The Beginners Guide Review


Ok I have just finished a game called The Beginners Guide and i don’t know where to start. First of all a brief history of what it is and who developed it. Galactic Cafe aka Davey Wreden and William Pugh were the creators of the smash hit The Stanley Parable, a first person narrative game filled with humour and satire, which lead it to be a unique experience unlike any other game of its type, and a good one at that. Their second outing however tones down the humour in favour of an emotional journey through the world of game development and also Davey Wredens mind.

The Beginners Guide is once again a first person narrative linear game along the lines of The Stanley Parable, although that’s what it seemed at first. On booting the game up i honestly thought i had bought the wrong game as it started out as what i thought was an interactive documentary on game development and Davey Wreden. Little did I know that in no time at all I would be thrust into a game mixed with moral choices, regret and sadness on the developers part and led by the hand through his own journey and experiences in the industry.
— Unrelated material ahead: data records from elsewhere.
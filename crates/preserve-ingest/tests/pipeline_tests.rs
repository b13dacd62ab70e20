//! End-to-end pipeline tests against in-memory collaborators
//!
//! Each test builds a tarred bag, drops it in the receiving bucket and runs
//! some or all of the stages. Stages before cleanup are run separately when
//! a test needs to look at the metadata store, since cleanup removes every
//! record of the WorkItem.

#![allow(clippy::unwrap_used, clippy::expect_used)]

mod common;

use async_trait::async_trait;
use common::*;
use preserve_common::{PreserveError, Result};
use preserve_ingest::format::{FormatEngine, FormatMatch};
use preserve_ingest::models::{EventType, IngestFile, IngestObject};
use preserve_ingest::stages::Stage;
use preserve_ingest::storage::StorageClients;
use preserve_ingest::store::{FileBatch, MemoryMetadataStore, MetadataStore};
use preserve_ingest::{IngestContext, Pipeline};
use std::collections::HashMap;
use std::sync::atomic::{AtomicUsize, Ordering};
use std::sync::Arc;

const BEFORE_CLEANUP: [Stage; 7] = [
    Stage::GatherMetadata,
    Stage::Reingest,
    Stage::StageFiles,
    Stage::IdentifyFormats,
    Stage::PreservationUpload,
    Stage::PreservationVerify,
    Stage::Record,
];

async fn stored_files(harness: &TestHarness, work_item_id: i64) -> HashMap<String, IngestFile> {
    let batch = harness.store.file_batch(work_item_id, 0, 1000).await.unwrap();
    assert!(batch.next_offset.is_none());
    batch
        .files
        .into_iter()
        .map(|f| (f.path_in_bag.clone(), f))
        .collect()
}

#[tokio::test]
async fn test_full_ingest_of_good_bag() {
    let harness = TestHarness::new();
    harness.put_bag(&sample_good_bag());
    let item = harness.work_item(1);
    let pipeline = harness.pipeline();

    let report = pipeline.run_stages(&item, &BEFORE_CLEANUP).await.unwrap();
    assert!(report.is_success(), "errors: {:?}", report.errors);
    assert_eq!(report.completed.len(), 7);

    let files = stored_files(&harness, 1).await;
    assert_eq!(files.len(), 16);
    assert!(files.values().all(|f| f.needs_save && !f.is_reingest));

    let preservable: Vec<&IngestFile> = files.values().filter(|f| f.has_preservable_name()).collect();
    assert_eq!(preservable.len(), 11);
    for file in &preservable {
        assert!(file.copied_to_staging_at.is_some(), "{} not staged", file.path_in_bag);
        assert!(file.format_identified_at.is_some());
        assert!(file.saved_to_catalog_at.is_some());
        assert_eq!(file.storage_records.len(), 2);
        assert!(file
            .storage_records
            .iter()
            .all(|r| r.stored_at.is_some() && r.verified_at.is_some() && r.size == file.size));
    }
    for name in ["bagit.txt", "manifest-md5.txt", "tagmanifest-sha256.txt"] {
        let file = &files[name];
        assert!(file.storage_records.is_empty());
        assert!(file.copied_to_staging_at.is_none());
    }

    // Ingest digests match the manifest digests.
    let json = &files["data/sample.json"];
    assert_eq!(json.checksums.len(), 4);
    assert_eq!(json.file_format, "application/json");
    assert_eq!(files["data/image.png"].file_format, "image/png");
    assert_eq!(files["data/image.png"].format_identified_by, "signature");
    assert_eq!(files["bag-info.txt"].checksums.len(), 4);

    let object = harness
        .store
        .object_get(1, &format!("{}/{}", INSTITUTION, SAMPLE_BAG))
        .await
        .unwrap()
        .unwrap();
    assert_eq!(object.file_count, 16);
    assert_eq!(object.storage_option, "Standard");
    assert_eq!(object.manifests.len(), 2);
    assert_eq!(object.tag_manifests.len(), 2);
    assert_eq!(object.parsable_tag_files.len(), 3);
    assert!(object.should_delete_from_receiving);

    assert_eq!(harness.east.keys(VA_BUCKET).len(), 11);
    assert_eq!(harness.west.keys(OR_BUCKET).len(), 11);
    assert_eq!(harness.east.keys(STAGING_BUCKET).len(), 7 + 11);
    assert_eq!(harness.scratch_entries(), 0);

    let uuid = &files["data/report.pdf"].uuid;
    assert_eq!(
        harness.west.bytes(OR_BUCKET, uuid).unwrap(),
        b"%PDF-1.4\n%sample\n".to_vec()
    );

    assert_eq!(harness.catalog.file_count(), 11);
    let catalog_object = harness
        .catalog
        .object(&format!("{}/{}", INSTITUTION, SAMPLE_BAG))
        .unwrap();
    assert_eq!(catalog_object.title, "Sample Good Bag");
    assert_eq!(catalog_object.source_organization, "Example University");
    let catalog_file = harness.catalog.file(&file_identifier("data/report.pdf")).unwrap();
    assert_eq!(catalog_file.uuid, *uuid);
    assert_eq!(catalog_file.storage_records.len(), 2);

    let events = harness.catalog.events();
    let object_events: Vec<_> = events.iter().filter(|e| e.generic_file_identifier.is_none()).collect();
    assert_eq!(object_events.len(), 4);
    assert!(events.iter().any(|e| {
        e.event_type == EventType::Replication
            && e.generic_file_identifier.as_deref() == Some(file_identifier("data/report.pdf").as_str())
    }));

    let report = pipeline.run_from(&item, Stage::Cleanup).await.unwrap();
    assert!(report.is_success(), "errors: {:?}", report.errors);
    assert!(harness.east.keys(STAGING_BUCKET).is_empty());
    assert!(harness.east.keys(RECEIVING_BUCKET).is_empty());
    assert_eq!(harness.store.file_count(1).await.unwrap(), 0);
    assert_eq!(harness.east.keys(VA_BUCKET).len(), 11);
}

#[tokio::test]
async fn test_reingest_of_unchanged_bag_copies_nothing() {
    let harness = TestHarness::new();
    let pipeline = harness.pipeline();
    harness.put_bag(&sample_good_bag());
    let report = pipeline.run(&harness.work_item(1)).await.unwrap();
    assert!(report.is_success(), "errors: {:?}", report.errors);

    let copies = harness.east.copy_count();
    let west_puts = harness.west.put_count();
    let first_uuid = harness.catalog.file(&file_identifier("data/sample.json")).unwrap().uuid;

    harness.put_bag(&sample_good_bag());
    let item = harness.work_item(2);
    let report = pipeline.run_stages(&item, &BEFORE_CLEANUP).await.unwrap();
    assert!(report.is_success(), "errors: {:?}", report.errors);

    let files = stored_files(&harness, 2).await;
    for file in files.values().filter(|f| f.has_preservable_name()) {
        assert!(file.is_reingest);
        assert!(!file.needs_save, "{} marked for saving", file.path_in_bag);
        assert!(file.storage_records.is_empty());
        assert_eq!(file.registry_urls.len(), 2);
    }
    assert_eq!(files["data/sample.json"].uuid, first_uuid);

    assert_eq!(harness.east.copy_count(), copies);
    assert_eq!(harness.west.put_count(), west_puts);
    assert_eq!(harness.east.keys(VA_BUCKET).len(), 11);
    assert_eq!(harness.west.keys(OR_BUCKET).len(), 11);
    assert_eq!(
        harness
            .catalog
            .file(&file_identifier("data/sample.json"))
            .unwrap()
            .checksums
            .len(),
        2
    );

    let report = pipeline.run_from(&item, Stage::Cleanup).await.unwrap();
    assert!(report.is_success(), "errors: {:?}", report.errors);

    let events = harness.catalog.events();
    let object_events = |event_type: EventType| {
        events
            .iter()
            .filter(|e| e.event_type == event_type && e.generic_file_identifier.is_none())
            .count()
    };
    assert_eq!(object_events(EventType::Creation), 1);
    assert_eq!(object_events(EventType::Ingestion), 2);
}

#[tokio::test]
async fn test_reingest_keeps_first_storage_option() {
    let harness = TestHarness::new();
    let pipeline = harness.pipeline();
    harness.put_bag(&sample_good_bag());
    let report = pipeline.run(&harness.work_item(1)).await.unwrap();
    assert!(report.is_success(), "errors: {:?}", report.errors);

    let bag = sample_good_bag()
        .tag_file(
            "aptrust-info.txt",
            "Title: Sample Good Bag\nAccess: Institution\nStorage-Option: Glacier-OR\n",
        )
        .payload("sample.json", "{\"sample\": false}\n");
    harness.put_bag(&bag);
    let item = harness.work_item(2);

    // The object record carries the reingest flag as soon as the check runs.
    let report = pipeline
        .run_stages(&item, &[Stage::GatherMetadata, Stage::Reingest])
        .await
        .unwrap();
    assert!(report.is_success(), "errors: {:?}", report.errors);
    let object = harness
        .store
        .object_get(2, &format!("{}/{}", INSTITUTION, SAMPLE_BAG))
        .await
        .unwrap()
        .unwrap();
    assert!(object.is_reingest);
    assert!(object.id.is_some());
    assert_eq!(object.storage_option, "Standard");
    assert_eq!(object.requested_storage_option(), Some("Glacier-OR"));

    let report = pipeline.run_from(&item, Stage::StageFiles).await.unwrap();
    assert!(report.is_success(), "errors: {:?}", report.errors);

    let catalog_object = harness
        .catalog
        .object(&format!("{}/{}", INSTITUTION, SAMPLE_BAG))
        .unwrap();
    assert_eq!(catalog_object.storage_option, "Standard");
    let json = harness.catalog.file(&file_identifier("data/sample.json")).unwrap();
    assert_eq!(json.storage_option, "Standard");
    assert_eq!(json.storage_records.len(), 2);
    assert!(harness.west.keys("preserve.glacier.or").is_empty());
    assert_eq!(harness.east.keys(VA_BUCKET).len(), 11);
    assert_eq!(harness.west.keys(OR_BUCKET).len(), 11);
}

#[tokio::test]
async fn test_reingest_with_one_changed_file() {
    let harness = TestHarness::new();
    let pipeline = harness.pipeline();
    harness.put_bag(&sample_good_bag());
    let report = pipeline.run(&harness.work_item(1)).await.unwrap();
    assert!(report.is_success(), "errors: {:?}", report.errors);
    let uuid = harness.catalog.file(&file_identifier("data/sample.json")).unwrap().uuid;
    let west_puts = harness.west.put_count();

    let changed = sample_good_bag().payload("sample.json", "{\"sample\": false}\n");
    harness.put_bag(&changed);
    let item = harness.work_item(2);
    let report = pipeline.run_stages(&item, &BEFORE_CLEANUP).await.unwrap();
    assert!(report.is_success(), "errors: {:?}", report.errors);

    let files = stored_files(&harness, 2).await;
    let needs_save: Vec<&str> = files
        .values()
        .filter(|f| f.has_preservable_name() && f.needs_save)
        .map(|f| f.path_in_bag.as_str())
        .collect();
    assert_eq!(needs_save, vec!["data/sample.json"]);
    assert_eq!(files["data/sample.json"].uuid, uuid);

    assert_eq!(harness.west.put_count(), west_puts + 1);
    assert_eq!(
        harness.east.bytes(VA_BUCKET, &uuid).unwrap(),
        b"{\"sample\": false}\n".to_vec()
    );
    assert_eq!(
        harness.west.bytes(OR_BUCKET, &uuid).unwrap(),
        b"{\"sample\": false}\n".to_vec()
    );

    let catalog_file = harness.catalog.file(&file_identifier("data/sample.json")).unwrap();
    assert_eq!(catalog_file.checksums.len(), 4);
    // Same UUID, so the storage URLs are not sent twice.
    assert_eq!(catalog_file.storage_records.len(), 2);
    assert_eq!(harness.catalog.file_count(), 11);
}

#[tokio::test]
async fn test_rescan_keeps_uuids() {
    let harness = TestHarness::new();
    harness.put_bag(&sample_good_bag());
    let item = harness.work_item(1);
    let pipeline = harness.pipeline();

    let report = pipeline.run_stages(&item, &[Stage::GatherMetadata]).await.unwrap();
    assert!(report.is_success(), "errors: {:?}", report.errors);
    let first: HashMap<String, String> = stored_files(&harness, 1)
        .await
        .into_iter()
        .map(|(path, f)| (path, f.uuid))
        .collect();

    let report = pipeline.run_stages(&item, &[Stage::GatherMetadata]).await.unwrap();
    assert!(report.is_success(), "errors: {:?}", report.errors);
    let second = stored_files(&harness, 1).await;

    assert_eq!(second.len(), first.len());
    for (path, file) in &second {
        assert_eq!(&file.uuid, &first[path], "UUID changed for {}", path);
    }
    assert_eq!(second["data/sample.json"].checksums.len(), 4);
}

#[tokio::test]
async fn test_uuids_survive_reingest_cycles() {
    let harness = TestHarness::new();
    let pipeline = harness.pipeline();
    let identifiers: Vec<String> = sample_good_bag()
        .files()
        .into_iter()
        .map(|(path, _)| path)
        .filter(|path| preserve_ingest::bagit::has_preservable_name(path))
        .map(|path| file_identifier(&path))
        .collect();
    assert_eq!(identifiers.len(), 11);

    let mut first: Option<HashMap<String, String>> = None;
    for (cycle, wid) in (1..=3).enumerate() {
        let bag = sample_good_bag().payload("notes/readme.txt", format!("Revision {}\n", cycle));
        harness.put_bag(&bag);
        let report = pipeline.run(&harness.work_item(wid)).await.unwrap();
        assert!(report.is_success(), "cycle {}: {:?}", cycle, report.errors);

        let uuids: HashMap<String, String> = identifiers
            .iter()
            .map(|id| (id.clone(), harness.catalog.file(id).unwrap().uuid))
            .collect();
        match &first {
            None => first = Some(uuids),
            Some(first) => assert_eq!(&uuids, first, "UUIDs changed in cycle {}", cycle),
        }
    }

    assert_eq!(harness.catalog.file_count(), 11);
    assert_eq!(harness.east.keys(VA_BUCKET).len(), 11);
    assert_eq!(harness.west.keys(OR_BUCKET).len(), 11);
    let readme = harness.catalog.file(&file_identifier("data/notes/readme.txt")).unwrap();
    // md5 and sha256 from each of the three ingests
    assert_eq!(readme.checksums.len(), 6);
}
Filled with mystery and a strange narrative at first you soon begin to realise that this is indeed a real life diary of Davey Wreden’s mind, or at least a more enhanced version of the developer.


If like me you can become an emotional softy at the drop of a hat then you will struggle to keep it together by the end of the game, with both joy and sadness and an overwhelming feeling of sombreness. The Beginners Guide has it all. Other than i cant really tell you too much about the story, its kind of like the Matrix, you have to see it for yourself.

The graphics engine is based on the source engine not only for practicality but also the engine is integral to the plot point of the story as it takes you through a journey of a developer called “Coda” and his games that he never wanted to show or release.

The soundtrack is filled with joy and sadness throughout the game and really adds to the scenarios you the “student” are put into during the game. A mix of old school retro and classical music. The SFX are barely noticeable but it seems they are deliberately done this way in order to gauge your concentration on the narrative and the task at hand.

The controls are your standard first person keyboard and mouse controls, but also gives you the options of using a game pad. Although i recommend using the mouse and keyboard simply for accuracy in control.


The game is just over 1 hour and 30 minutes, maybe more depending on how you play it but for the very small price they are asking it is worth every penny. If you go into this game hoping for care packages and M1 assualt rifles you will be disappointed. If you go into this game with an open mind and just let yourself play the “game” how its intended then you will leave with a unique experience unlike any other in games today. By the end of the game i had a lump in my throat and could easily have let the emotions run wild if it wasn’t for the fact that i was on camera whilst playing it.

I can’t recommend this game enough simply for the experience of a totally unique game unrivalled in the games from the past, present and future. A must buy for those wanting an emotional connection to the developers themselves.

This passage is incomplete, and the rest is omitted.